→ **What to do**:
Every line with "debug" in it should be copied from the data.

[[ Data in this exercise, beginning ]]

impl ApduCommandProcessor {
    /// Processor for a factory-fresh card
    pub fn new(kind: CardKind) -> Self {
        let mut memory = MemoryStore::new(kind);
        let counter = ErrorCounterState::new(kind);
        memory.mirror_counter(counter.value());
        Self {
            kind,
            memory,
            counter,
        }
    }

    /// Build the reader APDU for a command
    ///
    /// Shared with the physical-card bridge so both targets see identical
    /// bytes. Data fields longer than a short APDU allows are truncated to
    /// [`MAX_DATA_LENGTH`]; the processor refuses such commands first.
    /// Addresses the card cannot encode must be rejected with
    /// [`CardKind::encodes_address`] before calling this.
    pub fn build_apdu(kind: CardKind, command: &Command) -> APDU {
        let data_field = |data: &[u8]| data[..data.len().min(MAX_DATA_LENGTH)].to_vec();

        match command {
            Command::SelectCard => {
                APDU::with_data(ins::SELECT_CARD_TYPE, 0x00, 0x00, vec![kind.select_code()])
            }
            Command::ReadMemory { address, length } => {
                let (p1, p2) = kind.address_bytes(*address);
                let le = (*length).clamp(1, MAX_READ_LENGTH) as u32;
                APDU::with_le(ins::READ_MEMORY, p1, p2, le)
            }
            Command::PresentPsc { psc } => {
                APDU::with_data(ins::PRESENT_PSC, 0x00, 0x00, data_field(psc))
            }
            Command::WriteMemory { address, data } => {
                let (p1, p2) = kind.address_bytes(*address);
                APDU::with_data(ins::WRITE_MEMORY, p1, p2, data_field(data))
            }
            Command::ChangePsc { new_psc } => match kind.psc_address() {
                // PSC held in an internal register
                None => APDU::with_data(ins::CHANGE_PSC, 0x00, 0x01, data_field(new_psc)),
                // PSC stored in memory: plain write to its cells
                Some(addr) => {
                    let (p1, p2) = kind.address_bytes(addr);
                    APDU::with_data(ins::WRITE_MEMORY, p1, p2, data_field(new_psc))
                }
            },
            Command::ReadErrorCounter => APDU::with_le(
                ins::READ_ERROR_COUNTER,
                0x00,
                0x00,
                kind.error_counter_response_len() as u32,
            ),
            Command::ReadProtectionBits => APDU::with_le(
                ins::READ_PROTECTION_BITS,
                0x00,
                0x00,
                kind.protection_bits().div_ceil(8) as u32,
            ),
            Command::WriteProtect { address, pattern } => {
                let (p1, p2) = kind.address_bytes(*address);
                APDU::with_data(ins::WRITE_PROTECTION, p1, p2, data_field(pattern))
            }
        }
    }

    /// Execute one command
    pub fn execute(&mut self, command: &Command) -> CommandResult {
        // Evaluated on every call, never cached
        if self.counter.is_blocked() && !command.allowed_when_blocked() {
            warn!("{} refused: card blocked", command.title());
            let sent = match command {
                Command::PresentPsc { .. } => Self::build_apdu(self.kind, command).to_bytes(),
                _ => Vec::new(),
            };
            return CommandResult::new(
                command,
                sent,
                Response::error(SW::CARD_BLOCKED),
                false,
                BLOCKED_MESSAGE.to_string(),
            )
            .with_effect(Effect::Refused);
        }

        if let Some(address) = command.address() {
            if !self.kind.encodes_address(address) {
                warn!("{} refused: 0x{:03X} not addressable on {}", command.title(), address, self.kind);
                return CommandResult::refused(
                    command,
                    SW::INCORRECT_P1_P2,
                    format!("Address 0x{:03X} is outside {}", address, self.kind),
                );
            }
        }
        if let Command::ReadMemory { length: 0, .. } = command {
            return CommandResult::refused(command, SW::WRONG_LENGTH, "Read length must be 1-256 bytes");
        }

        let apdu = Self::build_apdu(self.kind, command).to_bytes();
        debug!("{} {}: {}", self.kind, command.title(), format_hex(&apdu));

        match command {
            Command::SelectCard => self.select_card(command, apdu),
            Command::ReadMemory { address, length } => {
                self.read_memory(command, apdu, *address, *length)
            }
            Command::PresentPsc { psc } => self.present_psc(command, apdu, psc),
            Command::WriteMemory { address, data } => {
                self.write_memory(command, apdu, *address, data)
            }
            Command::ChangePsc { new_psc } => self.change_psc(command, apdu, new_psc),
            Command::ReadErrorCounter => self.read_error_counter(command, apdu),
            Command::ReadProtectionBits => self.read_protection_bits(command, apdu),
            Command::WriteProtect { address, pattern } => {
                self.write_protect(command, apdu, *address, pattern)
            }
        }
    }

    fn select_card(&self, command: &Command, apdu: Vec<u8>) -> CommandResult {
        CommandResult::new(
            command,
            apdu,
            Response::success(atr::SELECT_RESPONSE.to_vec()),
            true,
            "Card selected (RESET)".to_string(),
        )
        .with_effect(Effect::Selected)
    }

    fn read_memory(&self, command: &Command, apdu: Vec<u8>, address: u16, length: usize) -> CommandResult {
        let length = length.min(MAX_READ_LENGTH);
        let data = self.memory.read(address, length);
        let message = format!("Read {} bytes from 0x{:03X}", data.len(), address);
        CommandResult::new(command, apdu, Response::success(data.clone()), true, message)
            .with_ascii(&data)
    }

    fn present_psc(&mut self, command: &Command, apdu: Vec<u8>, psc: &[u8]) -> CommandResult {
        let current = self.memory.get_current_psc();

        if psc == current.as_slice() {
            self.counter.record_success();
            self.memory.mirror_counter(self.counter.value());
            info!("PSC accepted on {}", self.kind);

            let counter = self.counter.value();
            return CommandResult::new(
                command,
                apdu,
                Response::psc_status(counter),
                true,
                "PSC accepted. Write operations now enabled.".to_string(),
            )
            .with_effect(Effect::PscChecked {
                verified: true,
                counter,
                remaining: self.counter.remaining_attempts(),
                blocked: false,
                hint: None,
            });
        }

        self.counter.record_failure();
        self.memory.mirror_counter(self.counter.value());

        let counter = self.counter.value();
        let remaining = self.counter.remaining_attempts();
        let blocked = self.counter.is_blocked();
        warn!(
            "Wrong PSC on {}: counter 0x{:02X}, {} attempts left",
            self.kind, counter, remaining
        );

        let mut message = match remaining {
            0 => "Card PERMANENTLY BLOCKED. Only SELECT and READ operations allowed.".to_string(),
            1 => format!("Incorrect PSC. Error counter: 0x{:02X} (1 attempt remaining).", counter),
            n => format!(
                "Incorrect PSC. Error counter: 0x{:02X} ({} attempts remaining).",
                counter, n
            ),
        };

        let hint = if counter > 0 {
            message.push_str(&format!("\nHint: Current PSC is {}", format_hex(&current)));
            Some(current)
        } else {
            None
        };

        CommandResult::new(command, apdu, Response::psc_status(counter), false, message).with_effect(
            Effect::PscChecked {
                verified: false,
                counter,
                remaining,
                blocked,
                hint,
            },
        )
    }

    fn write_memory(&mut self, command: &Command, apdu: Vec<u8>, address: u16, data: &[u8]) -> CommandResult {
        if data.is_empty() || data.len() > MAX_DATA_LENGTH {
            return CommandResult::new(
                command,
                apdu,
                Response::error(SW::WRONG_LENGTH),
                false,
                format!("Write length must be 1-{} bytes, got {}", MAX_DATA_LENGTH, data.len()),
            )
            .with_effect(Effect::Refused);
        }

        let outcome = self.memory.write(address, data);
        let rejected = outcome.protected();
        let mut message = format!(
            "Wrote {} of {} bytes at 0x{:03X}",
            outcome.written.len(),
            data.len(),
            address
        );
        if !rejected.is_empty() {
            let list: Vec<String> = rejected.iter().map(|a| format!("0x{:03X}", a)).collect();
            message.push_str(&format!("; protected addresses unchanged: {}", list.join(", ")));
        }
        if outcome.out_of_range > 0 {
            message.push_str(&format!("; {} bytes past end of memory ignored", outcome.out_of_range));
        }

        CommandResult::new(command, apdu, Response::ok(), true, message)
            .with_ascii(data)
            .with_effect(Effect::Written(outcome))
    }

    fn change_psc(&mut self, command: &Command, apdu: Vec<u8>, new_psc: &[u8]) -> CommandResult {
        let expected = self.kind.psc_length();
        if new_psc.len() != expected || !self.memory.set_psc(new_psc) {
            warn!("CHANGE PSC rejected: {} bytes, {} expected", new_psc.len(), expected);
            return CommandResult::new(
                command,
                apdu,
                Response::error(SW::WRITE_PROTECTION_ERROR),
                false,
                format!(
                    "PSC change failed - wrong length (expected {} bytes, got {})",
                    expected,
                    new_psc.len()
                ),
            );
        }

        info!("PSC changed on {}", self.kind);
        CommandResult::new(
            command,
            apdu,
            Response::ok(),
            true,
            "PSC changed successfully".to_string(),
        )
        .with_effect(Effect::PscChanged)
    }

    fn read_error_counter(&self, command: &Command, apdu: Vec<u8>) -> CommandResult {
        let value = self.counter.value();
        let remaining = self.counter.remaining_attempts();

        let mut data = vec![0x00; self.kind.error_counter_response_len()];
        data[0] = value;
        // SW2 echoes the counter only on the 256-byte card
        let sw = match self.kind {
            CardKind::Small256 => SW::psc_status(value),
            CardKind::Large1K => SW::SUCCESS,
        };

        let message = format!(
            "Error counter: 0x{:02X} ({} attempts remaining)",
            value, remaining
        );
        CommandResult::new(command, apdu, Response::new(data, sw), true, message)
            .with_effect(Effect::Counter { value, remaining })
    }

    fn read_protection_bits(&self, command: &Command, apdu: Vec<u8>) -> CommandResult {
        let nbits = self.kind.protection_bits();
        let bitmap = self.memory.protection_bitmap(nbits);
        let message = format!(
            "Protection bits for 0x000-0x{:03X} (1 = writable)",
            nbits - 1
        );
        CommandResult::new(command, apdu, Response::success(bitmap), true, message)
    }

    fn write_protect(&mut self, command: &Command, apdu: Vec<u8>, address: u16, pattern: &[u8]) -> CommandResult {
        if pattern.is_empty() || pattern.len() > MAX_DATA_LENGTH {
            return CommandResult::new(
                command,
                apdu,
                Response::error(SW::WRONG_LENGTH),
                false,
                format!("Pattern length must be 1-{} bytes, got {}", MAX_DATA_LENGTH, pattern.len()),
            )
            .with_effect(Effect::Refused);
        }

        let limit = self.kind.protectable_limit();
        if address as usize + pattern.len() > limit && limit < self.kind.size() {
            return CommandResult::new(
                command,
                apdu,
                Response::error(SW::INCORRECT_P1_P2),
                false,
                format!("Write protect only covers addresses 0x00-0x{:02X}", limit - 1),
            )
            .with_effect(Effect::Refused);
        }

        let current = self.memory.read(address, pattern.len());
        let mut addresses = Vec::new();
        let mut unmatched = Vec::new();
        for (i, (&want, &have)) in pattern.iter().zip(current.iter()).enumerate() {
            let target = address as usize + i;
            if target > u16::MAX as usize {
                break;
            }
            let addr = target as u16;
            if want == have && self.memory.protect(addr) {
                addresses.push(addr);
            } else {
                unmatched.push(addr);
            }
        }

        debug!("Write protect matched {:?}, left {:?}", addresses, unmatched);
        let message = format!(
            "Protected {} of {} bytes at 0x{:03X}",
            addresses.len(),
            pattern.len(),
            address
        );
        CommandResult::new(command, apdu, Response::ok(), true, message)
            .with_effect(Effect::Protected { addresses, unmatched })
    }

    /// Card family
    pub fn kind(&self) -> CardKind {
        self.kind
    }

    pub fn memory(&self) -> &MemoryStore {
        &self.memory
    }

    pub fn memory_mut(&mut self) -> &mut MemoryStore {
        &mut self.memory
    }

    pub fn counter(&self) -> &ErrorCounterState {
        &self.counter
    }

    pub fn is_blocked(&self) -> bool {
        self.counter.is_blocked()
    }

    /// Instructor reset: back to a fresh counter
    pub fn reset_error_counter(&mut self) {
        self.counter.reset();
        self.memory.mirror_counter(self.counter.value());
    }

    /// Replace the counter (snapshot or dump restore)
    pub fn restore_counter(&mut self, counter: ErrorCounterState) {
        self.counter = counter;
        self.memory.mirror_counter(self.counter.value());
    }
}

[[ Data in this exercise, end ]]

→ **Response below**:
        debug!("{} {}: {}", self.kind, command.title(), format_hex(&apdu));
        debug!("Write protect matched {:?}, left {:?}", addresses, unmatched);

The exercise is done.